The Sisters, naturally, are engaged in the conventional techniques for identifying and mining votes, like voter registration and absentee ballot allocation projects, phone banking, door knocking, texting and social media engagement. However, they also have had to be creative with the coronavirus looming and the Black community among the most at-risk by the threat posed by the pandemic.
The Sisters, for example, have made an all-out effort to leverage a multi-generational workforce for the campaign, targeting 19- to 35-year-olds to harvest new voters and help empower young people in rural Georgia to methodically engage and influence their peers through direct contact and social media.
“We have been doing more one on one engagement with people, helping folks who are first-time voters across all age groups.

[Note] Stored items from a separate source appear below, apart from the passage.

//! Run configuration
//!
//! Command-line flags and environment overrides are parsed once into an
//! immutable [`BootstrapSession`] before anything touches the cluster.

use std::fmt;
use std::time::Duration;

use clap::error::ErrorKind;
use clap::Parser;
use zeroize::Zeroizing;

use crate::{Error, Result};

/// Bootstrap a kind cluster with Cilium and Argo CD, then hand it to GitOps
#[derive(Parser)]
#[command(name = "platform-bootstrap")]
#[command(version, about, long_about = None)]
pub struct Cli {
    /// Delete and recreate the cluster if it already exists
    #[arg(long)]
    pub force: bool,

    /// Admin password stored as a Secret for the observability stack
    #[arg(long, value_name = "VALUE")]
    pub password: Option<String>,

    /// Name of the kind cluster
    #[arg(long, env = "CLUSTER_NAME", default_value = "platform")]
    pub cluster_name: String,

    /// Seconds to wait for GitOps applications to become healthy
    #[arg(long, env = "MONITORING_DURATION", default_value_t = 600)]
    pub monitoring_duration: u64,

    /// Seconds between health checks
    #[arg(long, env = "POLL_INTERVAL", default_value_t = 10)]
    pub poll_interval: u64,

    /// Maximum health checks per infrastructure wait
    #[arg(long, default_value_t = 60)]
    pub max_wait_iterations: u32,

    /// Maximum health checks per application
    #[arg(long, default_value_t = 30)]
    pub app_max_iterations: u32,

    /// Exit non-zero if any application is unhealthy when monitoring ends
    #[arg(long, env = "REQUIRE_CONVERGENCE")]
    pub require_convergence: bool,

    /// Git repository the root applications point at
    #[arg(long, env = "GITOPS_REPO_URL")]
    pub gitops_repo_url: Option<String>,

    /// Revision of the GitOps repository to track
    #[arg(long, env = "GITOPS_REVISION", default_value = "HEAD")]
    pub gitops_revision: String,

    /// Namespace of the sample workload
    #[arg(long, env = "WORKLOAD_NAMESPACE", default_value = "app")]
    pub workload_namespace: String,

    /// Name of the sample workload's Deployment and Service
    #[arg(long, env = "WORKLOAD_NAME", default_value = "my-app")]
    pub workload_name: String,

    /// Print the phase plan without running anything
    #[arg(long)]
    pub dry_run: bool,
}

/// Where the root applications get their manifests
#[derive(Clone, Debug, PartialEq, Eq)]
pub struct GitOpsSource {
    /// Repository URL
    pub repo_url: String,
    /// Branch, tag or commit
    pub revision: String,
    /// Path of the platform root application
    pub platform_path: String,
    /// Path of the workloads root application
    pub apps_path: String,
}

/// The sample workload checked after convergence
#[derive(Clone, Debug, PartialEq, Eq)]
pub struct WorkloadTarget {
    /// Namespace
    pub namespace: String,
    /// Deployment and Service name; pods carry `app=<name>`
    pub name: String,
}

/// Immutable configuration of one bootstrap run
pub struct BootstrapSession {
    cluster_name: String,
    force_recreate: bool,
    credential: Option<Zeroizing<String>>,
    monitoring_duration: Duration,
    poll_interval: Duration,
    max_wait_iterations: u32,
    app_max_iterations: u32,
    require_convergence: bool,
    gitops: Option<GitOpsSource>,
    workload: WorkloadTarget,
    dry_run: bool,
}

impl BootstrapSession {
    /// Validate parsed arguments into a session
    pub fn from_cli(cli: Cli) -> Result<Self> {
        let cluster_name = cli.cluster_name.trim().to_string();
        if cluster_name.is_empty() {
            return Err(Error::validation("cluster name must not be empty"));
        }
        if cluster_name.len() > 63
            || !cluster_name
                .chars()
                .all(|c| c.is_ascii_lowercase() || c.is_ascii_digit() || c == '-')
        {
            return Err(Error::validation(format!(
                "invalid cluster name '{cluster_name}': use lowercase letters, digits and '-'"
            )));
        }
        if cli.workload_namespace.trim().is_empty() || cli.workload_name.trim().is_empty() {
            return Err(Error::validation("workload namespace and name must not be empty"));
        }

        let credential = match cli.password {
            Some(p) if p.is_empty() => {
                return Err(Error::validation("--password must not be empty"));
            }
            Some(p) => Some(Zeroizing::new(p)),
            None => None,
        };

        let gitops = cli
            .gitops_repo_url
            .filter(|url| !url.trim().is_empty())
            .map(|repo_url| GitOpsSource {
                repo_url,
                revision: cli.gitops_revision,
                platform_path: "platform".to_string(),
                apps_path: "apps".to_string(),
            });

        Ok(Self {
            cluster_name,
            force_recreate: cli.force,
            credential,
            monitoring_duration: Duration::from_secs(cli.monitoring_duration),
            poll_interval: Duration::from_secs(cli.poll_interval),
            max_wait_iterations: cli.max_wait_iterations.max(1),
            app_max_iterations: cli.app_max_iterations.max(1),
            require_convergence: cli.require_convergence,
            gitops,
            workload: WorkloadTarget {
                namespace: cli.workload_namespace,
                name: cli.workload_name,
            },
            dry_run: cli.dry_run,
        })
    }

    /// Kind cluster name
    pub fn cluster_name(&self) -> &str {
        &self.cluster_name
    }

    /// Kube context kind writes for the cluster
    pub fn kube_context(&self) -> String {
        format!("kind-{}", self.cluster_name)
    }

    /// Whether to delete an existing cluster first
    pub fn force_recreate(&self) -> bool {
        self.force_recreate
    }

    /// The credential, if one was supplied
    pub fn credential(&self) -> Option<&str> {
        self.credential.as_ref().map(|c| c.as_str())
    }

    /// Overall budget for application convergence
    pub fn monitoring_duration(&self) -> Duration {
        self.monitoring_duration
    }

    /// Sleep between health checks
    pub fn poll_interval(&self) -> Duration {
        self.poll_interval
    }

    /// Check budget for infrastructure waits
    pub fn max_wait_iterations(&self) -> u32 {
        self.max_wait_iterations
    }

    /// Check budget per application
    pub fn app_max_iterations(&self) -> u32 {
        self.app_max_iterations
    }

    /// Whether unconverged applications fail the run
    pub fn require_convergence(&self) -> bool {
        self.require_convergence
    }

    /// GitOps source for the root applications, if configured
    pub fn gitops(&self) -> Option<&GitOpsSource> {
        self.gitops.as_ref()
    }

    /// Sample workload
    pub fn workload(&self) -> &WorkloadTarget {
        &self.workload
    }

    /// Whether this is a dry run
    pub fn dry_run(&self) -> bool {
        self.dry_run
    }
}

impl fmt::Debug for BootstrapSession {
    fn fmt(&self, f: &mut fmt::Formatter<'_>) -> fmt::Result {
        f.debug_struct("BootstrapSession")
            .field("cluster_name", &self.cluster_name)
            .field("force_recreate", &self.force_recreate)
            .field("credential", &self.credential.as_ref().map(|_| "<redacted>"))
            .field("monitoring_duration", &self.monitoring_duration)
            .field("poll_interval", &self.poll_interval)
            .field("max_wait_iterations", &self.max_wait_iterations)
            .field("app_max_iterations", &self.app_max_iterations)
            .field("require_convergence", &self.require_convergence)
            .field("gitops", &self.gitops)
            .field("workload", &self.workload)
            .field("dry_run", &self.dry_run)
            .finish()
    }
}

/// Exit code for a clap parse error: 0 for help and version, 1 otherwise
pub fn usage_exit_code(err: &clap::Error) -> u8 {
    match err.kind() {
        ErrorKind::DisplayHelp
        | ErrorKind::DisplayVersion
        | ErrorKind::DisplayHelpOnMissingArgumentOrSubcommand => 0,
        _ => 1,
    }
}

/// Parse arguments into a session, or the exit code to stop with.
///
/// Help and version text go to stdout, usage errors to stderr.
pub fn parse_args<I, T>(args: I) -> std::result::Result<BootstrapSession, u8>
where
    I: IntoIterator<Item = T>,
    T: Into<std::ffi::OsString> + Clone,
{
    let cli = match Cli::try_parse_from(args) {
        Ok(cli) => cli,
        Err(e) => {
            let _ = e.print();
            return Err(usage_exit_code(&e));
        }
    };

    BootstrapSession::from_cli(cli).map_err(|e| {
        eprintln!("error: {e}");
        1
    })
}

You would be surprised at how many people have not voted in their entire life because they could not make a connection between voting and their immediate needs on a day-to-day basis,” McFadden-Bryant said. “It’s all about empowerment — helping make the connection between the power of their vote and their everyday life. Millennials and Gen Z’s have been driving that.”
Another truly unique project involved forming slow-speed caravans of vehicles through neighborhoods with large QR (Quick Response) codes attached to cars by magnets. Once read by individuals’ phones, the QR codes took the potential voters directly to Georgia official website where they could register to vote online or request absentee ballots. Door-hanger kits, explaining registration and absentee ballot requests, also deploy QR codes, which, with additional data, present the ability to track a person right through when they vote.
“We were going through targeted neighborhoods in caravans and on foot, socially distancing, with everyone in PPE protective gear,” McFadden-Bryant detailed, unable to disguise the satisfaction she took in being part that inventive project. “People still want to see a real face, real body, a real person.”
Joining the Sisters, Left of Center is part of the same coalition of groups seeking to boost voter turnout. LOC co-founder Deb Kozikowski was blown away by McFadden-Bryant the first time she heard her speak during an early coalition organizing conference call.
"Debra is an innovative organizer with an infinite well of kindness and ferocity,” Kozikowski talked about McFadden-Bryant enthusiastically. “She is laser focused on the best possible outcome. I love working with her."
By day (and no doubt a lot nights and weekends), McFadden-Bryant is the Business Process Improvement Specialist for the City of Albany, Georgia, a job that requires intelligence, vision, innovation, high standards and the ability to reach out and make new partners. Along with her corporate experience, hers is a skill set that translates well into the world of voter enfranchisement.
“Debra McFadden-Bryant is on the front lines in Georgia with hours left to go," LOC Co-founder Mara Dolan declared after interviewing Debra on LOC’s radio podcast. "She is a savvy, powerful activist who knows what it takes to motivate and move voters.”
And that’s helpful good because The Sisters are on a mission. Their motto and hashtag it all: #NotDoneYet.
“We will work to empower people and we will continue to work to empower people, because we are not done yet,” McFadden-Bryant promised.“It’s about each person can absolutely influence someone else, and don’t think even the little that you do won’t have an effect.”